O país também destoou da média dos emergentes, que viram uma retração de apenas 8% nos investimentos. A Ásia, que primeiro se recuperou da covid-19, chegou a registrar uma alta de 4% no fluxo e hoje representa 50% de todo o destino de investimentos. Para 2021, a previsão do informe é de que haverá uma leve recuperação no fluxo global, entre 10 e 15%.
O ranking é liderado pelos EUA, seguido por China, Hong Kong, Cingapura e Índia. Tanto Pequim como Nova Déli registraram uma alta no fluxo de investimentos nesse período.
Níveis mais baixos em 20 anos
No caso do Brasil, a ONU constata que o volume de investimentos recebidos foi “o mais baixo em duas décadas”.
Para a entidade, há uma correlação direta entre a pandemia, a falta de medidas sociais de controle e o desabamento registrado.
“Experimentando tanto a maior incidência de casos e mortes da covid-19 na região quanto uma severa contração econômica, o Brasil adotou medidas suaves de contenção da mobilidade da população e implementou transferências fiscais destinadas à população vulnerável”, disse. Isso, segundo a ONU, atenuou a contração do PIB.
O Brasil ainda foi citado como um “exemplo” de um país que viu seu projeto de privatização afetado pela pandemia.
“A crise da covid-19 desacelerou os programas de privatização em andamento devido à elevada incerteza e à menor demanda do mercado. Por exemplo, os programas no Brasil e no Vietnã sofreram retrocessos”, disse.
“O Brasil lançou seu programa de privatizações no final de 2018 com a expectativa de reduzir o número de empresas públicas de 134 para 12. Durante 2020, apenas duas privatizações foram concluídas”, constatou.
Os dados revelam uma queda de fluxos de 37% para o setor de serviços, refletindo uma redução do investimento estrangeiro em serviços de eletricidade e gás (-62%), comércio (-33%), serviços financeiros (-68%) e transporte e logística (-90%).
Em contraste, o setor de seguros registrou um aumento sem precedentes de investimentos, depois que a CNP Assurances (França) adquiriu a carteira de seguros da Caixa por US$ 1,9 bilhão.

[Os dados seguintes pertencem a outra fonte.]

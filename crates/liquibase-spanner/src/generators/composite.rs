//! Multi-statement changes.
//!
//! Both generators here expand one statement into several, delegating the
//! pieces that have their own generators back through the registry so the
//! Spanner overrides apply to them too.

use tracing::info;

use crate::core::catalog::GeneratorContext;
use crate::core::statement::{
    AddColumnStatement, AddForeignKeyStatement, AddLookupTableStatement, ColumnDefinition,
    CreateTableStatement, DatabaseObject, DropColumnStatement, MergeColumnsStatement, Sql,
    Statement, StatementKind,
};
use crate::core::traits::{SqlGenerator, ValidationErrors, PRIORITY_DATABASE};
use crate::error::Result;

use super::standard::render_add_foreign_key;
use super::wrong_statement;

/// Creates a lookup table, fills it from the distinct non-null values of an
/// existing column and points a foreign key at it.
pub struct AddLookupTableGeneratorSpanner;

impl AddLookupTableGeneratorSpanner {
    /// Explicit constraint name, or `FK_<existing>_<new>`.
    fn constraint_name(stmt: &AddLookupTableStatement) -> String {
        match stmt.constraint_name.as_deref() {
            Some(name) if !name.trim().is_empty() => name.to_string(),
            _ => format!(
                "FK_{}_{}",
                stmt.existing_table.table_name, stmt.new_table.table_name
            ),
        }
    }
}

impl SqlGenerator for AddLookupTableGeneratorSpanner {
    fn name(&self) -> &str {
        "AddLookupTableGeneratorSpanner"
    }

    fn kind(&self) -> StatementKind {
        StatementKind::AddLookupTable
    }

    fn priority(&self) -> i32 {
        PRIORITY_DATABASE
    }

    fn validate(&self, statement: &Statement, _ctx: &GeneratorContext<'_>) -> ValidationErrors {
        let mut errors = ValidationErrors::new();
        if let Statement::AddLookupTable(stmt) = statement {
            errors.check_required("existingTableName", &stmt.existing_table.table_name);
            errors.check_required("existingColumnName", &stmt.existing_column_name);
            errors.check_required("newTableName", &stmt.new_table.table_name);
            errors.check_required("newColumnName", &stmt.new_column_name);
            errors.check_required("newColumnDataType", &stmt.new_column_data_type);
        }
        errors
    }

    fn generate(&self, statement: &Statement, ctx: &GeneratorContext<'_>) -> Result<Vec<Sql>> {
        let Statement::AddLookupTable(stmt) = statement else {
            return Err(wrong_statement(self, statement));
        };

        let create = CreateTableStatement {
            table: stmt.new_table.clone(),
            ..CreateTableStatement::new(&stmt.new_table.table_name).column(
                ColumnDefinition::new(&stmt.new_column_name, &stmt.new_column_data_type)
                    .primary_key()
                    .not_null(),
            )
        };
        let mut sql = ctx.registry.generate(&Statement::CreateTable(create), ctx)?;

        let new_column = ctx.dialect.escape_object_name(&stmt.new_column_name)?;
        let existing_column = ctx.dialect.escape_object_name(&stmt.existing_column_name)?;
        let fill = format!(
            "INSERT INTO {} ({}) SELECT DISTINCT {} FROM {} WHERE {} IS NOT NULL",
            ctx.dialect.escape_table_name(&stmt.new_table)?,
            new_column,
            existing_column,
            ctx.dialect.escape_table_name(&stmt.existing_table)?,
            existing_column
        );
        sql.push(Sql::new(fill).affecting(DatabaseObject::table(&stmt.new_table)));

        let foreign_key = AddForeignKeyStatement {
            constraint_name: Some(Self::constraint_name(stmt)),
            base_table: stmt.existing_table.clone(),
            base_column_names: vec![stmt.existing_column_name.clone()],
            referenced_table: stmt.new_table.clone(),
            referenced_column_names: vec![stmt.new_column_name.clone()],
            on_update: None,
            on_delete: None,
        };
        sql.push(
            Sql::new(render_add_foreign_key(ctx, &foreign_key)?).affecting(
                DatabaseObject::ForeignKey {
                    table: stmt.existing_table.table_name.clone(),
                    name: Self::constraint_name(stmt),
                },
            ),
        );
        info!(
            "Lookup table {} expanded into {} statements",
            stmt.new_table,
            sql.len()
        );
        Ok(sql)
    }
}

/// Concatenates two columns into a new one and drops the originals.
///
/// The backfill runs as partitioned DML so it is not bound by the mutation
/// limit of a single transaction; the session is switched back to
/// transactional DML right after.
pub struct MergeColumnsGeneratorSpanner;

impl MergeColumnsGeneratorSpanner {
    fn dml_mode(ctx: &GeneratorContext<'_>, mode: &str) -> Sql {
        let variable = if ctx.dialect.is_postgresql() {
            "SPANNER.AUTOCOMMIT_DML_MODE"
        } else {
            "AUTOCOMMIT_DML_MODE"
        };
        Sql::new(format!("SET {}='{}'", variable, mode))
    }
}

impl SqlGenerator for MergeColumnsGeneratorSpanner {
    fn name(&self) -> &str {
        "MergeColumnsGeneratorSpanner"
    }

    fn kind(&self) -> StatementKind {
        StatementKind::MergeColumns
    }

    fn priority(&self) -> i32 {
        PRIORITY_DATABASE
    }

    fn validate(&self, statement: &Statement, _ctx: &GeneratorContext<'_>) -> ValidationErrors {
        let mut errors = ValidationErrors::new();
        if let Statement::MergeColumns(stmt) = statement {
            errors.check_required("tableName", &stmt.table.table_name);
            errors.check_required("column1Name", &stmt.column1_name);
            errors.check_required("column2Name", &stmt.column2_name);
            errors.check_required("finalColumnName", &stmt.final_column_name);
            errors.check_required("finalColumnType", &stmt.final_column_type);
        }
        errors
    }

    fn generate(&self, statement: &Statement, ctx: &GeneratorContext<'_>) -> Result<Vec<Sql>> {
        let Statement::MergeColumns(stmt) = statement else {
            return Err(wrong_statement(self, statement));
        };
        let registry = ctx.registry;

        let add = AddColumnStatement {
            table: stmt.table.clone(),
            columns: vec![ColumnDefinition::new(
                &stmt.final_column_name,
                &stmt.final_column_type,
            )],
        };
        let mut sql = registry.generate(&Statement::AddColumn(add), ctx)?;

        sql.push(Self::dml_mode(ctx, "PARTITIONED_NON_ATOMIC"));
        let backfill = format!(
            "UPDATE {} SET {} = {} || {} || {} WHERE TRUE",
            ctx.dialect.escape_table_name(&stmt.table)?,
            ctx.dialect.escape_object_name(&stmt.final_column_name)?,
            ctx.dialect.escape_object_name(&stmt.column1_name)?,
            ctx.dialect.string_literal(&stmt.join_string),
            ctx.dialect.escape_object_name(&stmt.column2_name)?
        );
        sql.push(Sql::new(backfill).affecting(DatabaseObject::table(&stmt.table)));
        sql.push(Self::dml_mode(ctx, "TRANSACTIONAL"));

        for column in [&stmt.column1_name, &stmt.column2_name] {
            let drop = DropColumnStatement {
                table: stmt.table.clone(),
                column_name: column.clone(),
            };
            sql.extend(registry.generate(&Statement::DropColumn(drop), ctx)?);
        }
        info!(
            "Merge of {}.{} and {} expanded into {} statements",
            stmt.table,
            stmt.column1_name,
            stmt.column2_name,
            sql.len()
        );
        Ok(sql)
    }
}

Mas, no setor de petróleo, a queda foi de quase 60%. A queda não foi maior por conta das privatizações. A Petrobras fechou um acordo com a Trident Energy Management (Reino Unido), que adquiriu uma participação de 52% da Enchova & Pampo Oil Hubs por um valor estimado em US$ 1,1 bilhão. A Karoon Energy (Austrália) comprou um campo de petróleo por um valor estimado em US$ 665 milhões.
A ONU aponta que o programa de privatização está previsto para ser reformulado em 2021. “Nos primeiros meses do ano, três planos de privatização já tinham obtido aprovação legislativa: para os correios; para a empresa de radiodifusão EBC e para a venda de uma participação na Eletrobras, a maior fornecedora de eletricidade do país.
Apesar da situação complicada em 2020, a ONU estima que existe um “interesse contínuo dos investidores estrangeiros em investir em energia renovável no país”.